An assessment of zeolite beta reactivity based on 27Al MAS NMR study of T-site distribution

Abstract

A series of model catalysts has been synthesized by hydrothermal crystallization in a fluoride medium by varying H₂O/SiO₂ from 3.6 to 9.6 in the reaction gel. The zeolites obtained show similar structure, morphology and textural characteristics, but they are characterized by different distribution of Al atoms over T-sites and acidic properties: the higher the H₂O/SiO₂ ratio, the more is the number of strong acid sites according to NH₃-TPD data.

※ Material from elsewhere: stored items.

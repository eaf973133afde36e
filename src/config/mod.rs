//! Configuration module.

pub mod loader;

pub use loader::{
    apply_cli_overrides, apply_env_overrides, default_config_path, default_log_path,
    load_config_file, load_config_with_precedence, merge_config, ConfigError, ConfigFile,
    PaginationSection, ResolvedConfig,
};
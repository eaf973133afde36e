//! Domain model types (pure).
//!
//! All types in this module are plain data with no engine state attached.

pub mod error;
pub mod item;
pub mod key;
pub mod side;
pub mod store;

// Re-export for convenience
pub use error::{AppError, InputError};
pub use item::Item;
pub use key::{ItemKey, KeySet};
pub use side::{Direction, Side, Sides};
pub use store::{ItemUpdate, OptionStore, SortKey, SortOrder};
// ===== Options =====

/// Construction-time configuration.
///
/// `target_keys`/`selected_keys` set to `Some` make that value controlled.
/// The `default_*` values seed uncontrolled state once and are what
/// [`Transfer::reset`] restores.
#[derive(Debug, Clone, Default)]
pub struct TransferOptions {
    /// Controlled target keys.
    pub target_keys: Option<KeySet>,
    /// Initial target keys when uncontrolled.
    pub default_target_keys: KeySet,
    /// Controlled selected keys.
    pub selected_keys: Option<KeySet>,
    /// Initial selected keys when uncontrolled.
    pub default_selected_keys: KeySet,
    /// Page settings for both sides.
    pub pagination: PaginationConfig,
    /// Component-wide disabled flag.
    pub disabled: bool,
    /// Single-list mode: the target list is display-only, so user actions
    /// on it (toggle, select-all, moving back to source) are ignored.
    pub one_way: bool,
    /// Search predicate replacing the default title/description match.
    pub filter: Option<FilterPredicate>,
}

// ===== Per-side state =====

/// Search text and page number of one side.
#[derive(Debug, Clone, PartialEq, Eq)]
pub struct SideState {
    /// Current search text.
    pub search: String,
    /// Stored 1-based page.
    pub page: usize,
}

impl Default for SideState {
    fn default() -> Self {
        Self {
            search: String::new(),
            page: 1,
        }
    }
}
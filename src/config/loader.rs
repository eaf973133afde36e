//! Configuration file loading with precedence handling.

use crate::engine::{PaginationConfig, TransferOptions};
use serde::Deserialize;
use std::path::PathBuf;
use thiserror::Error;
use tracing::warn;

/// Environment variable naming an explicit config file.
pub const CONFIG_ENV_VAR: &str = "TRANSFER_ENGINE_CONFIG";

/// Environment variable overriding the page size.
pub const PAGE_SIZE_ENV_VAR: &str = "TRANSFER_ENGINE_PAGE_SIZE";

/// Errors that can occur during config loading.
#[derive(Debug, Error, Clone, PartialEq, Eq)]
pub enum ConfigError {
    /// Failed to read config file (file may not exist or have permission issues).
    #[error("Failed to read config file at {path}: {reason}")]
    ReadError {
        /// Path that failed to read.
        path: PathBuf,
        /// Reason for failure.
        reason: String,
    },

    /// Config file contains invalid TOML syntax.
    #[error("Invalid TOML in {path}: {reason}")]
    ParseError {
        /// Path with invalid TOML.
        path: PathBuf,
        /// Parse error details.
        reason: String,
    },
}

/// TOML configuration file structure.
///
/// All fields are optional - if not specified, hardcoded defaults are used.
/// Corresponds to `~/.config/transfer-engine/config.toml`.
#[derive(Debug, Clone, Default, Deserialize, PartialEq)]
#[serde(deny_unknown_fields)]
pub struct ConfigFile {
    /// Start with user interactions disabled.
    #[serde(default)]
    pub disabled: Option<bool>,

    /// Path to log file for tracing output.
    #[serde(default)]
    pub log_file_path: Option<PathBuf>,

    /// Pagination section.
    #[serde(default)]
    pub pagination: Option<PaginationSection>,
}

/// `[pagination]` section from TOML.
///
/// ```toml
/// [pagination]
/// enabled = true
/// page_size = 20
/// ```
#[derive(Debug, Clone, Default, Deserialize, PartialEq)]
#[serde(deny_unknown_fields)]
pub struct PaginationSection {
    /// Paginate both lists.
    #[serde(default)]
    pub enabled: Option<bool>,

    /// Items per page.
    #[serde(default)]
    pub page_size: Option<usize>,
}

/// Resolved configuration after applying precedence rules.
///
/// Created by merging defaults, config file, env vars, and CLI args.
#[derive(Debug, Clone, PartialEq, Eq)]
pub struct ResolvedConfig {
    /// Pagination applied to both sides.
    pub pagination: PaginationConfig,
    /// Start disabled.
    pub disabled: bool,
    /// Path to log file for tracing output.
    pub log_file_path: PathBuf,
}

impl Default for ResolvedConfig {
    fn default() -> Self {
        Self {
            pagination: PaginationConfig::default(),
            disabled: false,
            log_file_path: default_log_path(),
        }
    }
}

impl ResolvedConfig {
    /// Engine options seeded from this config.
    pub fn transfer_options(&self) -> TransferOptions {
        TransferOptions {
            pagination: self.pagination,
            disabled: self.disabled,
            ..TransferOptions::default()
        }
    }
}

/// Resolve default log file path.
///
/// Returns `~/.local/state/transfer-engine/transfer-engine.log` on Unix-like
/// systems, or appropriate platform path on other systems.
///
/// If state directory cannot be determined, falls back to current directory.
pub fn default_log_path() -> PathBuf {
    if let Some(state_dir) = dirs::state_dir() {
        state_dir.join("transfer-engine").join("transfer-engine.log")
    } else {
        PathBuf::from("transfer-engine.log")
    }
}

/// Load configuration file from a specific path.
///
/// Returns `Ok(None)` if file doesn't exist (not an error - use defaults).
///
/// # Errors
///
/// Returns error if file exists but has read or parse errors.
pub fn load_config_file(path: impl Into<PathBuf>) -> Result<Option<ConfigFile>, ConfigError> {
    let path = path.into();

    // Missing file is not an error - use defaults
    if !path.exists() {
        return Ok(None);
    }

    let contents = std::fs::read_to_string(&path).map_err(|e| ConfigError::ReadError {
        path: path.clone(),
        reason: e.to_string(),
    })?;

    let config: ConfigFile = toml::from_str(&contents).map_err(|e| ConfigError::ParseError {
        path: path.clone(),
        reason: e.to_string(),
    })?;

    Ok(Some(config))
}

/// Resolve default config file path.
///
/// Returns `~/.config/transfer-engine/config.toml` on Unix, appropriate path
/// on other platforms. Returns `None` if home directory cannot be determined.
pub fn default_config_path() -> Option<PathBuf> {
    dirs::config_dir().map(|dir| dir.join("transfer-engine").join("config.toml"))
}

/// Load configuration with precedence handling.
///
/// Precedence (highest to lowest):
/// 1. Explicit `config_path` argument (CLI `--config`)
/// 2. `TRANSFER_ENGINE_CONFIG` environment variable
/// 3. Default path `~/.config/transfer-engine/config.toml`
///
/// Missing config files are NOT errors - defaults are used.
///
/// # Errors
///
/// Returns error only if a config file exists but cannot be read or parsed.
pub fn load_config_with_precedence(
    config_path: Option<PathBuf>,
) -> Result<Option<ConfigFile>, ConfigError> {
    if let Some(path) = config_path {
        return load_config_file(path);
    }

    if let Ok(env_path) = std::env::var(CONFIG_ENV_VAR) {
        return load_config_file(PathBuf::from(env_path));
    }

    if let Some(default_path) = default_config_path() {
        return load_config_file(default_path);
    }

    Ok(None)
}

/// Apply environment variable overrides to resolved config.
///
/// Checks `TRANSFER_ENGINE_PAGE_SIZE`. Values that are not a positive
/// integer are logged and ignored.
pub fn apply_env_overrides(mut config: ResolvedConfig) -> ResolvedConfig {
    if let Ok(raw) = std::env::var(PAGE_SIZE_ENV_VAR) {
        match raw.trim().parse::<usize>() {
            Ok(size) if size > 0 => config.pagination.page_size = size,
            _ => warn!(value = %raw, "ignoring invalid {PAGE_SIZE_ENV_VAR}"),
        }
    }

    config
}

/// Merge config file into defaults to create resolved config.
///
/// For each field in `ConfigFile`, if `Some(value)`, use it; otherwise use default.
pub fn merge_config(config_file: Option<ConfigFile>) -> ResolvedConfig {
    let defaults = ResolvedConfig::default();

    let Some(config) = config_file else {
        return defaults;
    };

    let section = config.pagination.unwrap_or_default();

    ResolvedConfig {
        pagination: PaginationConfig {
            enabled: section.enabled.unwrap_or(defaults.pagination.enabled),
            page_size: section.page_size.unwrap_or(defaults.pagination.page_size),
        },
        disabled: config.disabled.unwrap_or(defaults.disabled),
        log_file_path: config.log_file_path.unwrap_or(defaults.log_file_path),
    }
}

/// Apply CLI argument overrides to resolved config.
///
/// Precedence chain: Defaults → Config File → Env Vars → CLI Args (highest)
///
/// An explicit `--page-size` turns pagination on; `--no-pagination` wins
/// over both.
pub fn apply_cli_overrides(
    mut config: ResolvedConfig,
    page_size_override: Option<usize>,
    no_pagination: bool,
) -> ResolvedConfig {
    if let Some(size) = page_size_override {
        config.pagination.page_size = size;
        config.pagination.enabled = true;
    }

    if no_pagination {
        config.pagination.enabled = false;
    }

    config
}

#[cfg(test)]
#[path = "loader_tests.rs"]
mod tests;
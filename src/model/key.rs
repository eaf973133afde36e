//! Item keys and ordered key sets.
//!
//! Keys are compared by value. A string key `"1"` and an integer key `1` are
//! distinct, mirroring strict equality in the host framework.

use indexmap::IndexSet;
use serde::{Deserialize, Serialize};
use std::fmt;

// ===== ItemKey =====

/// Opaque identifier of an item, unique within an [`OptionStore`](super::OptionStore).
#[derive(Debug, Clone, PartialEq, Eq, Hash, Serialize, Deserialize)]
#[serde(untagged)]
pub enum ItemKey {
    /// Integer key.
    Int(i64),
    /// String key.
    Str(String),
}

impl fmt::Display for ItemKey {
    fn fmt(&self, f: &mut fmt::Formatter<'_>) -> fmt::Result {
        match self {
            ItemKey::Int(n) => write!(f, "{n}"),
            ItemKey::Str(s) => f.write_str(s),
        }
    }
}

impl From<&str> for ItemKey {
    fn from(s: &str) -> Self {
        ItemKey::Str(s.to_string())
    }
}

impl From<String> for ItemKey {
    fn from(s: String) -> Self {
        ItemKey::Str(s)
    }
}

impl From<i64> for ItemKey {
    fn from(n: i64) -> Self {
        ItemKey::Int(n)
    }
}

// ===== KeySet =====

/// Insertion-ordered set of keys.
///
/// Membership is what matters to the engine, but the insertion order is kept
/// so that emitted key lists are stable (a key selected first is reported
/// first). Equality compares order too; use [`KeySet::same_members`] for
/// plain set equality.
#[derive(Debug, Clone, Default, Serialize, Deserialize)]
#[serde(transparent)]
pub struct KeySet(IndexSet<ItemKey>);

impl KeySet {
    /// Empty set.
    pub fn new() -> Self {
        Self(IndexSet::new())
    }

    /// Number of keys.
    pub fn len(&self) -> usize {
        self.0.len()
    }

    /// True when no key is present.
    pub fn is_empty(&self) -> bool {
        self.0.is_empty()
    }

    /// Membership test.
    pub fn contains(&self, key: &ItemKey) -> bool {
        self.0.contains(key)
    }

    /// Insert at the end. Returns false if the key was already present.
    pub fn insert(&mut self, key: ItemKey) -> bool {
        self.0.insert(key)
    }

    /// Remove a key, keeping the order of the rest. Returns false if it was
    /// absent.
    pub fn remove(&mut self, key: &ItemKey) -> bool {
        self.0.shift_remove(key)
    }

    /// Keep only the keys matching `keep`.
    pub fn retain(&mut self, mut keep: impl FnMut(&ItemKey) -> bool) {
        self.0.retain(|key| keep(key));
    }

    /// Iterate in insertion order.
    pub fn iter(&self) -> indexmap::set::Iter<'_, ItemKey> {
        self.0.iter()
    }

    /// Owned vector of keys, insertion order.
    pub fn to_vec(&self) -> Vec<ItemKey> {
        self.0.iter().cloned().collect()
    }

    /// Union: keys of `self` followed by the keys of `other` not yet present.
    pub fn union(&self, other: &KeySet) -> KeySet {
        let mut out = self.clone();
        out.extend(other.iter().cloned());
        out
    }

    /// Keys of `self` that are not in `other`, order preserved.
    pub fn difference(&self, other: &KeySet) -> KeySet {
        self.0
            .iter()
            .filter(|k| !other.contains(k))
            .cloned()
            .collect()
    }

    /// Same members regardless of order.
    pub fn same_members(&self, other: &KeySet) -> bool {
        self.0 == other.0
    }
}

impl PartialEq for KeySet {
    fn eq(&self, other: &Self) -> bool {
        self.0.iter().eq(other.0.iter())
    }
}

impl Eq for KeySet {}

impl FromIterator<ItemKey> for KeySet {
    fn from_iter<I: IntoIterator<Item = ItemKey>>(iter: I) -> Self {
        Self(iter.into_iter().collect())
    }
}

impl Extend<ItemKey> for KeySet {
    fn extend<I: IntoIterator<Item = ItemKey>>(&mut self, iter: I) {
        self.0.extend(iter);
    }
}

impl<'a> IntoIterator for &'a KeySet {
    type Item = &'a ItemKey;
    type IntoIter = indexmap::set::Iter<'a, ItemKey>;

    fn into_iter(self) -> Self::IntoIter {
        self.0.iter()
    }
}

impl IntoIterator for KeySet {
    type Item = ItemKey;
    type IntoIter = indexmap::set::IntoIter<ItemKey>;

    fn into_iter(self) -> Self::IntoIter {
        self.0.into_iter()
    }
}

impl From<Vec<ItemKey>> for KeySet {
    fn from(keys: Vec<ItemKey>) -> Self {
        keys.into_iter().collect()
    }
}

// ===== Tests =====
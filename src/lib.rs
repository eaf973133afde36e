//! Transfer Engine
//!
//! State engine for a dual-list transfer selector: one catalogue of items
//! split into a source and a target list, each with its own search box,
//! pager and checkboxes, and a pair of move buttons between them.
//!
//! The crate follows a Pure Core / Impure Shell layout:
//! - `model` and `engine` are pure and deterministic
//! - `source`, `config` and `logging` do the I/O for the binary
//! - `integration` replays scripted intents and builds the JSON report
//!
//! ```
//! use transfer_engine::engine::{Transfer, TransferOptions};
//! use transfer_engine::model::{Direction, Item, ItemKey, OptionStore};
//!
//! let store: OptionStore = vec![Item::new(1, "One"), Item::new(2, "Two")]
//!     .into_iter()
//!     .collect();
//! let mut transfer = Transfer::silent(TransferOptions::default());
//!
//! transfer.toggle_item(&store, &ItemKey::from(2));
//! transfer.move_selected(&store, Direction::ToTarget);
//!
//! assert_eq!(transfer.target_keys(&store).to_vec(), vec![ItemKey::from(2)]);
//! ```

pub mod config;
pub mod engine;
pub mod logging;
pub mod model;
pub mod source;

// Re-export script replay
pub mod integration;
//! Imperative control surface.
//!
//! A [`TransferHandle`] binds an engine to the catalogue of the current
//! render. Every method forwards to the same [`Transfer`] operation the event
//! handlers use, so both paths share one implementation.

use super::events::TransferListener;
use super::transfer::Transfer;
use crate::model::{Direction, Item, KeySet, OptionStore, Side};

/// Engine plus catalogue, borrowed for the duration of a call sequence.
#[derive(Debug)]
pub struct TransferHandle<'a, L> {
    engine: &'a mut Transfer<L>,
    store: &'a OptionStore,
}

impl<L: TransferListener> Transfer<L> {
    /// Imperative handle over `store`.
    pub fn handle<'a>(&'a mut self, store: &'a OptionStore) -> TransferHandle<'a, L> {
        TransferHandle {
            engine: self,
            store,
        }
    }
}

impl<'a, L: TransferListener> TransferHandle<'a, L> {
    /// Catalogue the handle reads from.
    pub fn data_source(&self) -> &'a OptionStore {
        self.store
    }

    /// Current target keys.
    pub fn get_target_keys(&self) -> KeySet {
        self.engine.target_keys(self.store)
    }

    /// Replace the target keys, emitting `on_change`.
    pub fn set_target_keys(&mut self, keys: KeySet) {
        self.engine.set_target_keys(self.store, keys);
    }

    /// Current selected keys.
    pub fn get_selected_keys(&self) -> KeySet {
        self.engine.selected_keys(self.store)
    }

    /// Replace the selected keys, emitting `on_select_change`.
    pub fn set_selected_keys(&mut self, keys: KeySet) {
        self.engine.set_selected_keys(self.store, keys);
    }

    /// Move `keys` regardless of selection or search visibility.
    pub fn move_to(&mut self, direction: Direction, keys: &KeySet) -> bool {
        self.engine.move_to(self.store, direction, keys)
    }

    /// Select-all toggle over the filtered items of `side`.
    pub fn select_all_in_side(&mut self, side: Side) {
        self.engine.select_all(self.store, side);
    }

    /// Deselect everything on `side`.
    pub fn clear_selection_in_side(&mut self, side: Side) {
        self.engine.clear_selection(self.store, side);
    }

    /// Set the search text of `side`.
    pub fn search(&mut self, side: Side, text: impl Into<String>) {
        self.engine.search(side, text);
    }

    /// Clear the search text of `side`.
    pub fn clear_search(&mut self, side: Side) {
        self.engine.clear_search(side);
    }

    /// Disable user interactions.
    pub fn disable(&mut self) {
        self.engine.set_disabled(true);
    }

    /// Re-enable user interactions.
    pub fn enable(&mut self) {
        self.engine.set_disabled(false);
    }

    /// Restore defaults (owned values only) and clear search and pages.
    pub fn reset(&mut self) {
        self.engine.reset();
    }

    /// Items in the source partition.
    pub fn get_source_items(&self) -> Vec<&'a Item> {
        self.engine.source_items(self.store)
    }

    /// Items in the target partition.
    pub fn get_target_items(&self) -> Vec<&'a Item> {
        self.engine.target_items(self.store)
    }

    /// Selected items, catalogue order.
    pub fn get_selected_items(&self) -> Vec<&'a Item> {
        self.engine.selected_items(self.store)
    }
}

In the ²⁷Al MAS NMR spectra of the synthesized samples, 4 signals of nonequivalent Al atoms with δ_iso = 54.3, 55.7, 58.6 and 59.8 ppm have been distinguished, which are assigned to T5 + T8 + T9, T1 + T2, T6 + T7 and T3 + T4 sites, respectively. In the series of model zeolites, intensity of the signals at 58.6 and 59.8 ppm increases with the H₂O/SiO₂ ratio in the gel. Beta-7.6 and Beta-9.6 samples show higher catalytic activity in the toluene disproportionation reaction compared to Beta-3.6 and Beta-5.6, which coincides with the NH₃-TPD data. A correlation between the initial rate of xylenes’ formation and the number of Al atoms corresponding to the signals at 58.6 ppm (T6 + T7 sites) and 59.8 ppm (T3 + T4 sites) in the ²⁷Al MAS NMR spectra has been established. In the course of crystallization T6 and T7 positions in zeolite framework tend to be the mostly occupied with an increase of the induction period by changing Si/Al or H₂O/SiO₂ ratio in the reaction gel.